**REQUIRED WORK**: A stretch of the entries below is to be set down exactly, running from the line with "send_frame(&mut socket, &WsFrame::pushed(&msg)).await.is_err()" through the line with "Ok((name.clone(), data))", both included, and no other line.

**DATA SECTION**:
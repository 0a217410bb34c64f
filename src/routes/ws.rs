//! WebSocket adapter — JSON command frames over one socket.
//!
//! DESIGN
//! ======
//! Command frames are `{"Command": "...", "Args": [...]}`; every reply is
//! `{"Type", "Success", "Code", "String", "Data"}`. The socket starts
//! anonymous and accepts only `login`, `register` and `quit`; a successful
//! login builds the full `Client` and enters the serving loop.
//!
//! A single task owns the socket and `select!`s between inbound frames and
//! messages pushed by room fan-out through a bounded per-session channel,
//! which serialises all writes and preserves per-session order. A saturated
//! channel disconnects the session rather than stalling the room.
//!
//! LIFECYCLE
//! =========
//! 1. Upgrade → anonymous handshake loop
//! 2. `login` → `Client` built → serving loop
//! 3. Read/write error, `quit`, or connection close → leave room → done

use std::sync::{Arc, Mutex, Weak};

use axum::extract::ws::{Message as WsMessage, WebSocket, WebSocketUpgrade};
use axum::response::Response;
use serde::{Deserialize, Serialize};
use tokio::sync::{Notify, mpsc};
use tracing::{info, warn};
use uuid::Uuid;

use async_trait::async_trait;

use crate::client::{Client, Connection, codes};
use crate::data::{ClientData, DataError, validate_name};
use crate::message::Message;
use crate::state::AppState;

const PUSH_QUEUE: usize = 256;

// =============================================================================
// FRAMES
// =============================================================================

#[derive(Debug, Default, Deserialize)]
#[serde(rename_all = "PascalCase", default)]
pub struct WsCommand {
    pub command: String,
    pub args: Vec<String>,
}

#[derive(Debug, Serialize)]
#[serde(rename_all = "PascalCase")]
pub struct WsFrame {
    pub r#type: String,
    pub success: bool,
    pub code: u16,
    pub string: String,
    pub data: serde_json::Value,
}

impl WsFrame {
    fn status(r#type: &str, success: bool, code: u16, text: &str) -> Self {
        Self {
            r#type: r#type.to_owned(),
            success,
            code,
            string: text.to_owned(),
            data: serde_json::Value::String(text.to_owned()),
        }
    }

    /// Render a command response. Failures carry the pretty string as data.
    fn from_response(r#type: &str, resp: &crate::client::Response) -> Self {
        let data = if resp.success {
            resp.data.clone().unwrap_or(serde_json::Value::Null)
        } else {
            serde_json::Value::String(resp.message.clone())
        };
        Self {
            r#type: r#type.to_owned(),
            success: resp.success,
            code: resp.code,
            string: resp.message.clone(),
            data,
        }
    }

    /// Wrap one pushed message, type `"Messages"`.
    fn pushed(msg: &Message) -> Self {
        Self {
            r#type: "Messages".to_owned(),
            success: true,
            code: codes::OK,
            string: String::new(),
            data: serde_json::to_value(vec![msg]).unwrap_or_default(),
        }
    }
}

async fn send_frame(socket: &mut WebSocket, frame: &WsFrame) -> Result<(), ()> {
    let json = match serde_json::to_string(frame) {
        Ok(json) => json,
        Err(e) => {
            warn!(error = %e, "ws: frame serialize failed");
            return Err(());
        }
    };
    socket.send(WsMessage::Text(json.into())).await.map_err(|_| ())
}

// =============================================================================
// CONNECTION
// =============================================================================

struct WsConnection {
    tx: mpsc::Sender<Message>,
    shutdown: Arc<Notify>,
    client: Mutex<Weak<Client>>,
}

#[async_trait]
impl Connection for WsConnection {
    async fn send_message(&self, msg: Message) {
        // Called from inside a room fan-out; the quit runs on its own task.
        if self.tx.try_send(msg).is_err() {
            let client = self.client.lock().unwrap().upgrade();
            if let Some(client) = client {
                warn!(client = %client.name(), "ws: push queue saturated, disconnecting");
                tokio::spawn(async move { client.quit().await });
            }
        }
    }

    async fn close(&self) {
        self.shutdown.notify_one();
    }
}

// =============================================================================
// HANDSHAKE
// =============================================================================

pub fn upgrade(upgrade: WebSocketUpgrade, state: AppState) -> Response {
    upgrade.on_upgrade(move |socket| serve(socket, state))
}

async fn serve(mut socket: WebSocket, state: AppState) {
    let conn_id = Uuid::new_v4();

    // Anonymous until a successful login.
    let (name, data) = loop {
        let Some(Ok(msg)) = socket.recv().await else { return };
        let text = match msg {
            WsMessage::Text(text) => text,
            WsMessage::Close(_) => return,
            _ => continue,
        };
        let cmd: WsCommand = serde_json::from_str(&text).unwrap_or_default();

        match cmd.command.as_str() {
            "login" => match try_login(&state, &cmd.args).await {
                Ok(logged_in) => {
                    let welcome = WsFrame::status("Login", true, codes::OK, "Welcome");
                    if send_frame(&mut socket, &welcome).await.is_err() {
                        return;
                    }
                    break logged_in;
                }
                Err(frame) => {
                    if send_frame(&mut socket, &frame).await.is_err() {
                        return;
                    }
                }
            },
            "register" => {
                let frame = try_register(&state, &cmd.args).await;
                let _ = send_frame(&mut socket, &frame).await;
                return;
            }
            "quit" => return,
            _ => {}
        }
    };

    // Logged in: wire the client and serve.
    let (tx, mut rx) = mpsc::channel::<Message>(PUSH_QUEUE);
    let shutdown = Arc::new(Notify::new());
    let connection = Arc::new(WsConnection {
        tx,
        shutdown: Arc::clone(&shutdown),
        client: Mutex::new(Weak::new()),
    });
    let client = Client::new(
        name,
        Arc::clone(&state.rooms),
        state.chatlog.clone(),
        data,
        Arc::clone(&connection) as Arc<dyn Connection>,
    )
    .await;
    *connection.client.lock().unwrap() = Arc::downgrade(&client);

    info!(%conn_id, client = %client.name(), "ws: logged in");

    loop {
        tokio::select! {
            msg = socket.recv() => {
                let Some(Ok(msg)) = msg else { break };
                match msg {
                    WsMessage::Text(text) => {
                        let cmd: WsCommand = serde_json::from_str(&text).unwrap_or_default();
                        let mut command = vec![cmd.command.clone()];
                        command.extend(cmd.args);
                        let resp = client.execute(&command).await;
                        let frame = WsFrame::from_response(&cmd.command, &resp);
                        if send_frame(&mut socket, &frame).await.is_err() {
                            break;
                        }
                    }
                    WsMessage::Close(_) => break,
                    _ => {}
                }
            }
            pushed = rx.recv() => {
                let Some(msg) = pushed else { break };
                if send_frame(&mut socket, &WsFrame::pushed(&msg)).await.is_err() {
                    break;
                }
            }
            () = shutdown.notified() => break,
        }
    }

    client.leave_room().await;
    info!(%conn_id, client = %client.name(), "ws: disconnected");
}

// =============================================================================
// LOGIN / REGISTER
// =============================================================================

type LoggedIn = (String, Arc<dyn ClientData>);

async fn try_login(state: &AppState, args: &[String]) -> Result<LoggedIn, WsFrame> {
    let [name, password, ..] = args else {
        return Err(WsFrame::status(
            "Login",
            false,
            codes::AUTH_FAILED,
            "Must enter user name and password.",
        ));
    };
    if !validate_name(name) {
        return Err(WsFrame::status(
            "Login",
            false,
            codes::INVALID_NAME,
            "Invalid name.  Name can only contain alpha numeric characters.",
        ));
    }

    let data = state.data.create(name);
    match data.authenticate(password).await {
        Ok(true) => {}
        Ok(false) => {
            return Err(WsFrame::status(
                "Login",
                false,
                codes::AUTH_FAILED,
                "User name and password do not match.",
            ));
        }
        Err(e) => {
            warn!(error = %e, "ws: authentication failed");
            return Err(WsFrame::status(
                "Login",
                false,
                codes::SERVER_ERROR,
                "Server error please try again.",
            ));
        }
    }

    if state.rooms.get_client(name).is_some() {
        return Err(WsFrame::status(
            "Login",
            false,
            codes::AUTH_FAILED,
            "That user is already logged in.",
        ));
    }

    Ok((name.clone(), data))
}

async fn try_register(state: &AppState, args: &[String]) -> WsFrame {
    let [name, password, ..] = args else {
        return WsFrame::status(
            "Register",
            false,
            codes::AUTH_FAILED,
            "Must enter user name and password.",
        );
    };
    if !validate_name(name) {
        return WsFrame::status(
            "Register",
            false,
            codes::INVALID_NAME,
            "Invalid name.  Name can only contain alpha numeric characters.",
        );
    }

    let data = state.data.create(name);
    match data.new_client(password).await {
        Ok(()) => WsFrame::status("Register", true, codes::OK, "Account Created"),
        Err(DataError::ClientExists) => WsFrame::status(
            "Register",
            false,
            codes::CLIENT_EXISTS,
            "A client with that name already exists.",
        ),
        Err(DataError::AccountCreationDisabled) => WsFrame::status(
            "Register",
            false,
            codes::OK,
            "Account creation has been disabled.",
        ),
        Err(e) => {
            warn!(error = %e, "ws: registration failed");
            WsFrame::status(
                "Register",
                false,
                codes::SERVER_ERROR,
                "Server error please try again.",
            )
        }
    }
}

#[cfg(test)]
#[path = "ws_test.rs"]
mod tests;
impl Client {
    /// Build a client for a logged-in session and stamp its last-online
    /// time. The client starts roomless; Lobby membership happens only via
    /// an explicit `join`.
    pub async fn new(
        name: impl Into<String>,
        rooms: Arc<RoomList>,
        chatlog: ChatLog,
        data: Arc<dyn ClientData>,
        connection: Arc<dyn Connection>,
    ) -> Arc<Self> {
        let client = Arc::new_cyclic(|me| Self {
            name: name.into(),
            me: me.clone(),
            room: Mutex::new(None),
            rooms,
            chatlog,
            data,
            connection: Mutex::new(Some(connection)),
        });
        if let Err(e) = client.data.update_online(Utc::now()).await {
            warn!(client = %client.name, error = %e, "last-online update failed");
        }
        client
    }

    pub fn name(&self) -> &str {
        &self.name
    }

    /// Parse and run one command. The first token selects the operation;
    /// missing argument slots read as empty strings.
    pub async fn execute(&self, command: &[String]) -> Response {
        match arg(command, 0) {
            "send" => self.send(arg(command, 1)).await,
            "join" => self.join(arg(command, 1)).await,
            "leave" => self.join(LOBBY).await,
            "quit" => self.quit().await,
            "who" => self.who(arg(command, 1)).await,
            "list" => self.list(),
            "block" => self.block(arg(command, 1)).await,
            "unblock" => self.unblock(arg(command, 1)).await,
            "blocklist" => self.block_list().await,
            "friend" => self.friend(arg(command, 1)).await,
            "unfriend" => self.unfriend(arg(command, 1)).await,
            "friendlist" => self.friend_list().await,
            "tell" => self.tell(arg(command, 1), arg(command, 2)).await,
            _ => Response::fail(codes::INVALID_COMMAND, "Invalid Command"),
        }
    }

    /// Remove the client from its current room, if any, then announce the
    /// departure to the former members and echo it to the leaver. Removing
    /// first keeps the leaver from seeing the announcement twice.
    pub async fn leave_room(&self) {
        let old = self.room.lock().unwrap().take();
        if let Some(room) = old {
            room.remove(self);
            room.send(Message::leave(&self.name)).await;
            self.receive(Message::leave(&self.name)).await;
        }
    }

    async fn send(&self, text: &str) -> Response {
        let current = self.room.lock().unwrap().clone();
        let Some(room) = current else {
            return Response::fail(codes::NOT_IN_ROOM, "You are not in a room.");
        };
        let msg = Message::send(text, &self.name);
        self.chatlog.log(&msg.to_string());
        room.send(msg).await;
        Response::ok("")
    }

    async fn join(&self, room_name: &str) -> Response {
        if room_name.is_empty() {
            return Response::fail(codes::NO_ARGUMENT, "You must enter a room to join.");
        }
        if !validate_name(room_name) {
            return Response::fail(
                codes::INVALID_NAME,
                "Invalid room name.  Name may only contain alphanumeric characters.",
            );
        }
        self.leave_room().await;

        let room = match self.rooms.find_room(room_name) {
            Some(room) => room,
            None => {
                let room = Arc::new(Room::new(room_name));
                match self.rooms.add(Arc::clone(&room)) {
                    Ok(()) => room,
                    // Lost a creation race: someone registered the name first.
                    Err(crate::roomlist::RoomError::RoomExists) => {
                        match self.rooms.find_room(room_name) {
                            Some(existing) => existing,
                            None => return Response::fail(codes::SERVER_ERROR, ""),
                        }
                    }
                    Err(e) => return Response::fail(codes::SERVER_ERROR, e.to_string()),
                }
            }
        };

        let Some(me) = self.me.upgrade() else {
            return Response::fail(codes::SERVER_ERROR, "");
        };
        *self.room.lock().unwrap() = Some(Arc::clone(&room));
        room.add(me as Arc<dyn Member>);
        room.send(Message::join(&self.name)).await;
        Response::ok("")
    }

    /// Leave the current room, then tear the transport down. Taking the
    /// connection out first makes a nested quit a no-op.
    pub async fn quit(&self) -> Response {
        self.leave_room().await;
        let connection = self.connection.lock().unwrap().take();
        if let Some(connection) = connection {
            connection.close().await;
        }
        Response::ok("")
    }

    async fn who(&self, room_name: &str) -> Response {
        let current = self.room.lock().unwrap().clone();
        let room_name = if room_name.is_empty() {
            match &current {
                Some(room) => room.name().to_owned(),
                None => return Response::fail(codes::NOT_IN_ROOM, "You are not in a room."),
            }
        } else {
            room_name.to_owned()
        };

        let Some(room) = self.rooms.find_room(&room_name) else {
            return Response::fail(codes::ROOM_NOT_FOUND, "That room was not found.");
        };
        let clients = room.who();
        let mut pretty = format!("Room: {room_name}");
        for name in &clients {
            pretty.push_str("\r\n");
            pretty.push_str(name);
        }
        Response::ok_with(pretty, WhoData { room: room_name, clients })
    }

    fn list(&self) -> Response {
        let rooms = self.rooms.who();
        let mut pretty = String::from("Rooms:");
        for name in &rooms {
            pretty.push_str("\r\n");
            pretty.push_str(name);
        }
        Response::ok_with(pretty, rooms)
    }

    async fn block(&self, name: &str) -> Response {
        if name.is_empty() {
            return Response::fail(codes::NO_ARGUMENT, "You must enter a user to block.");
        }
        if !validate_name(name) {
            return Response::fail(
                codes::INVALID_NAME,
                "Invalid name.  Name must be alphanumeric characters only.",
            );
        }
        if self.name == name {
            return Response::fail(codes::BLOCK_SELF, "You can't block yourself.");
        }
        match self.data.block(name).await {
            Ok(()) => Response::ok(format!("Now blocking {name}.")),
            Err(DataError::AlreadyBlocking) => Response::fail(
                codes::ALREADY_BLOCKING,
                format!("You are already blocking {name}."),
            ),
            Err(e) => {
                error!(client = %self.name, error = %e, "block failed");
                Response::fail(codes::SERVER_ERROR, "")
            }
        }
    }

    async fn unblock(&self, name: &str) -> Response {
        if name.is_empty() {
            return Response::fail(codes::NO_ARGUMENT, "You must enter user to unblock.");
        }
        if !validate_name(name) {
            return Response::fail(
                codes::INVALID_NAME,
                "Invalid name.  Name must be alphanumeric characters only.",
            );
        }
        match self.data.unblock(name).await {
            Ok(()) => Response::ok(format!("No longer blocking {name}.")),
            Err(DataError::NotBlocking) => {
                Response::fail(codes::NOT_BLOCKING, format!("You are not blocking {name}."))
            }
            Err(e) => {
                error!(client = %self.name, error = %e, "unblock failed");
                Response::fail(codes::SERVER_ERROR, "")
            }
        }
    }

    async fn block_list(&self) -> Response {
        match self.data.block_list().await {
            Ok(list) => {
                let mut pretty = String::from("Block List:");
                for name in &list {
                    pretty.push_str("\r\n");
                    pretty.push_str(name);
                }
                Response::ok_with(pretty, list)
            }
            Err(e) => {
                error!(client = %self.name, error = %e, "block list failed");
                Response::fail(codes::SERVER_ERROR, "")
            }
        }
    }

    async fn friend(&self, name: &str) -> Response {
        if name.is_empty() {
            return Response::fail(codes::NO_ARGUMENT, "You must enter a user to friend.");
        }
        if !validate_name(name) {
            return Response::fail(
                codes::INVALID_NAME,
                "Invalid name.  Name must be alphanumeric characters only.",
            );
        }
        if self.name == name {
            return Response::fail(codes::FRIEND_SELF, "You can't friend yourself.");
        }
        match self.data.friend(name).await {
            Ok(()) => Response::ok(format!("{name} is now on your friends list.")),
            Err(DataError::AlreadyFriend) => Response::fail(
                codes::ALREADY_FRIEND,
                format!("{name} is already on your friends list."),
            ),
            Err(e) => {
                error!(client = %self.name, error = %e, "friend failed");
                Response::fail(codes::SERVER_ERROR, "")
            }
        }
    }

    async fn unfriend(&self, name: &str) -> Response {
        if name.is_empty() {
            return Response::fail(codes::NO_ARGUMENT, "You must enter a user to unfriend.");
        }
        if !validate_name(name) {
            return Response::fail(
                codes::INVALID_NAME,
                "Invalid name.  Name must be alphanumeric characters only.",
            );
        }
        match self.data.unfriend(name).await {
            Ok(()) => Response::ok(format!("{name} is no longer on your friends list.")),
            Err(DataError::NotFriend) => Response::fail(
                codes::NOT_FRIEND,
                format!("{name} is not on your friends list."),
            ),
            Err(e) => {
                error!(client = %self.name, error = %e, "unfriend failed");
                Response::fail(codes::SERVER_ERROR, "")
            }
        }
    }

    async fn friend_list(&self) -> Response {
        let list = match self.data.friend_list().await {
            Ok(list) => list,
            Err(e) => {
                error!(client = %self.name, error = %e, "friend list failed");
                return Response::fail(codes::SERVER_ERROR, "");
            }
        };

        let mut friends = Vec::with_capacity(list.len());
        for name in list {
            let room = match self.rooms.find_client_room(&name) {
                Some(room) => room,
                None => match self.data.last_online(&name).await {
                    Ok(t) => last_online_string(Utc::now() - t),
                    Err(DataError::ClientNotFound) => "Not Found".to_owned(),
                    Err(e) => {
                        warn!(client = %self.name, friend = %name, error = %e, "last-online lookup failed");
                        "Not Found".to_owned()
                    }
                },
            };
            friends.push(FriendInfo { name, room });
        }

        let mut pretty = String::from("Friend \t\t Room/Last Online");
        for friend in &friends {
            pretty.push_str("\r\n");
            pretty.push_str(&friend.name);
            pretty.push_str("\t\t");
            pretty.push_str(&friend.room);
        }
        Response::ok_with(pretty, friends)
    }

    async fn tell(&self, name: &str, text: &str) -> Response {
        if name.is_empty() {
            return Response::fail(codes::CLIENT_NOT_FOUND, "You must enter a name and a message.");
        }
        let Some(other) = self.rooms.get_client(name) else {
            return Response::fail(
                codes::CLIENT_NOT_FOUND,
                "Could not find a client with that name.",
            );
        };
        if other.blocks(&self.name).await {
            return Response::fail(
                codes::BLOCKED_BY_TARGET,
                format!("{} is blocking you.", other.name()),
            );
        }
        other
            .receive(Message::tell(text, &self.name, other.name(), true))
            .await;
        self.receive(Message::tell(text, &self.name, other.name(), false))
            .await;
        Response::ok("")
    }
}
//! Client data — per-account credentials and social state.
//!
//! ARCHITECTURE
//! ============
//! A `ClientData` handle is bound to one account name and mediates every
//! read and write of that account's persistent state: password, last-online
//! timestamp, block list, friend list. Two backends implement it — an
//! in-process memory store (the default, and the test double) and a
//! PostgreSQL store. `DataFactory` picks the backend once at startup and
//! mints handles per login.
//!
//! ERROR HANDLING
//! ==============
//! Semantic outcomes (already blocking, not a friend, account exists…) are
//! typed variants that the command engine maps to numeric response codes.
//! Infrastructure failures surface as `Database`/`Hash` and become code 50.

pub mod memory;
pub mod postgres;

use std::sync::Arc;

use async_trait::async_trait;
use chrono::{DateTime, Utc};
use sqlx::PgPool;

#[derive(Debug, thiserror::Error)]
pub enum DataError {
    #[error("a client with that name already exists")]
    ClientExists,
    #[error("you are not blocking them")]
    NotBlocking,
    #[error("client not found")]
    ClientNotFound,
    #[error("invalid name")]
    InvalidName,
    #[error("you are already blocking them")]
    AlreadyBlocking,
    #[error("they are already on your friends list")]
    AlreadyFriend,
    #[error("they are not on your friends list")]
    NotFriend,
    #[error("new account creation has been disabled")]
    AccountCreationDisabled,
    #[error("database error: {0}")]
    Database(#[from] sqlx::Error),
    #[error("password hash error: {0}")]
    Hash(#[from] bcrypt::BcryptError),
}

/// A name is valid iff non-empty and strictly alphanumeric. Applied to
/// account names and room names alike.
#[must_use]
pub fn validate_name(name: &str) -> bool {
    !name.is_empty() && name.chars().all(|c| c.is_ascii_alphanumeric())
}

/// Bcrypt cost used for stored passwords.
const HASH_COST: u32 = 12;

pub(crate) fn hash_password(password: &str) -> Result<String, DataError> {
    Ok(bcrypt::hash(password, HASH_COST)?)
}

pub(crate) fn verify_password(password: &str, hash: &str) -> bool {
    bcrypt::verify(password, hash).unwrap_or(false)
}

/// Persistent state of one account, as seen by that account's session.
#[async_trait]
pub trait ClientData: Send + Sync + std::fmt::Debug {
    /// Whether `password` matches the bound account's stored password.
    /// An unknown account authenticates as `false`, not as an error.
    async fn authenticate(&self, password: &str) -> Result<bool, DataError>;

    async fn client_exists(&self, name: &str) -> Result<bool, DataError>;

    /// Create the bound account with the given password.
    async fn new_client(&self, password: &str) -> Result<(), DataError>;

    async fn last_online(&self, name: &str) -> Result<DateTime<Utc>, DataError>;

    /// Stamp the bound account's last-online time.
    async fn update_online(&self, t: DateTime<Utc>) -> Result<(), DataError>;

    async fn is_blocked(&self, name: &str) -> Result<bool, DataError>;
    async fn block_list(&self) -> Result<Vec<String>, DataError>;
    async fn block(&self, name: &str) -> Result<(), DataError>;
    async fn unblock(&self, name: &str) -> Result<(), DataError>;

    async fn is_friend(&self, name: &str) -> Result<bool, DataError>;
    async fn friend(&self, name: &str) -> Result<(), DataError>;
    async fn unfriend(&self, name: &str) -> Result<(), DataError>;
    async fn friend_list(&self) -> Result<Vec<String>, DataError>;

    /// Rebind the handle to another account name. Invalid names are ignored.
    fn set_name(&self, name: &str);
}

// =============================================================================
// FACTORY
// =============================================================================

/// Process-wide backend selector. Mints one `ClientData` handle per login.
#[derive(Clone)]
pub struct DataFactory {
    backend: Backend,
    disable_new_accounts: bool,
}

#[derive(Clone)]
enum Backend {
    Memory(Arc<memory::MemoryStore>),
    Postgres(PgPool),
}

impl DataFactory {
    #[must_use]
    pub fn memory(disable_new_accounts: bool) -> Self {
        Self {
            backend: Backend::Memory(Arc::new(memory::MemoryStore::new())),
            disable_new_accounts,
        }
    }

    #[must_use]
    pub fn postgres(pool: PgPool, disable_new_accounts: bool) -> Self {
        Self { backend: Backend::Postgres(pool), disable_new_accounts }
    }

    pub fn create(&self, name: &str) -> Arc<dyn ClientData> {
        match &self.backend {
            Backend::Memory(store) => Arc::new(memory::MemoryData::new(
                Arc::clone(store),
                name,
                self.disable_new_accounts,
            )),
            Backend::Postgres(pool) => Arc::new(postgres::PostgresData::new(
                pool.clone(),
                name,
                self.disable_new_accounts,
            )),
        }
    }
}

#[cfg(test)]
mod tests {
    use super::*;

    #[test]
    fn validate_name_accepts_alphanumerics() {
        assert!(validate_name("Alice"));
        assert!(validate_name("room42"));
        assert!(validate_name("X"));
    }

    #[test]
    fn validate_name_rejects_empty_and_symbols() {
        assert!(!validate_name(""));
        assert!(!validate_name("with space"));
        assert!(!validate_name("semi;colon"));
        assert!(!validate_name("tab\there"));
        assert!(!validate_name("naïve"));
        assert!(!validate_name("/new"));
    }

    #[test]
    fn password_hash_round_trip() {
        let hash = hash_password("hunter2").unwrap();
        assert!(verify_password("hunter2", &hash));
        assert!(!verify_password("hunter3", &hash));
    }
}
//! Maps an invoked command onto its action.

use std::sync::Arc;

use listclone_core::command::CommandId;
use listclone_core::endpoint::ListEndpoint;
use listclone_core::error::{ListCloneError, Result};
use listclone_core::notification::Notification;
use listclone_core::record::{Record, SelectedRow};
use listclone_core::store::RemoteListStore;
use tracing::{error, info};

use crate::record_cloner::RecordCloner;
use crate::record_fetcher::RecordFetcher;
use crate::schema_type_resolver::SchemaTypeResolver;

/// Stateless apart from the schema type token cached inside the cloner.
pub struct CommandDispatcher {
    fetcher: RecordFetcher,
    cloner: RecordCloner,
}

impl CommandDispatcher {
    pub fn new(store: Arc<dyn RemoteListStore>) -> Self {
        let resolver = Arc::new(SchemaTypeResolver::new(store.clone()));
        Self {
            fetcher: RecordFetcher::new(store.clone()),
            cloner: RecordCloner::new(store, resolver),
        }
    }

    /// Runs `command_id` against the current selection.
    ///
    /// Returns `Err` only for an unknown command, which is raised before any
    /// I/O. A failed copy becomes a [`Notification::Failure`].
    pub async fn execute(
        &self,
        command_id: &str,
        selection: &[SelectedRow],
        message_prefix: &str,
        list: &ListEndpoint,
    ) -> Result<Notification> {
        let command = CommandId::from_id(command_id)?;

        let notification = match command {
            CommandId::OneItemSelected => {
                let title = selection.first().map(SelectedRow::title).unwrap_or_default();
                Notification::Info(format!(
                    "{message_prefix} {command} command clicked; Title = {title}"
                ))
            }
            CommandId::TwoItemSelected => {
                let title = selection.last().map(SelectedRow::title).unwrap_or_default();
                Notification::Info(format!(
                    "{message_prefix} {command} command clicked; Title = {title}"
                ))
            }
            CommandId::AlwaysOn => Notification::Info(format!(
                "{message_prefix} {command} command clicked. Total selected: {}",
                selection.len()
            )),
            CommandId::ItemCopy => match self.copy_item(list, selection).await {
                Ok(created) => Notification::Success(format!(
                    "Item copied: {} (ID {})",
                    created.title, created.id
                )),
                Err(err) => {
                    error!(list = %list.list_title(), error = %err, "Copy failed");
                    Notification::copy_failed()
                }
            },
        };

        Ok(notification)
    }

    /// Fetches the first selected record, then clones it.
    pub async fn copy_item(&self, list: &ListEndpoint, selection: &[SelectedRow]) -> Result<Record> {
        let row = selection
            .first()
            .ok_or_else(|| ListCloneError::invalid_selection("no item selected"))?;
        let record_ref = row.record_ref()?;

        let source = self.fetcher.fetch_record(list, record_ref).await?;
        info!(list = %list.list_title(), id = source.id, "Fetched record to copy");
        self.cloner.clone_record(list, &source).await
    }
}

**ANSWER AREA**:
                if send_frame(&mut socket, &WsFrame::pushed(&msg)).await.is_err() {
                    break;
                }
            }
            () = shutdown.notified() => break,
        }
    }

    client.leave_room().await;
    info!(%conn_id, client = %client.name(), "ws: disconnected");
}

// =============================================================================
// LOGIN / REGISTER
// =============================================================================

type LoggedIn = (String, Arc<dyn ClientData>);

async fn try_login(state: &AppState, args: &[String]) -> Result<LoggedIn, WsFrame> {
    let [name, password, ..] = args else {
        return Err(WsFrame::status(
            "Login",
            false,
            codes::AUTH_FAILED,
            "Must enter user name and password.",
        ));
    };
    if !validate_name(name) {
        return Err(WsFrame::status(
            "Login",
            false,
            codes::INVALID_NAME,
            "Invalid name.  Name can only contain alpha numeric characters.",
        ));
    }

    let data = state.data.create(name);
    match data.authenticate(password).await {
        Ok(true) => {}
        Ok(false) => {
            return Err(WsFrame::status(
                "Login",
                false,
                codes::AUTH_FAILED,
                "User name and password do not match.",
            ));
        }
        Err(e) => {
            warn!(error = %e, "ws: authentication failed");
            return Err(WsFrame::status(
                "Login",
                false,
                codes::SERVER_ERROR,
                "Server error please try again.",
            ));
        }
    }

    if state.rooms.get_client(name).is_some() {
        return Err(WsFrame::status(
            "Login",
            false,
            codes::AUTH_FAILED,
            "That user is already logged in.",
        ));
    }

    Ok((name.clone(), data))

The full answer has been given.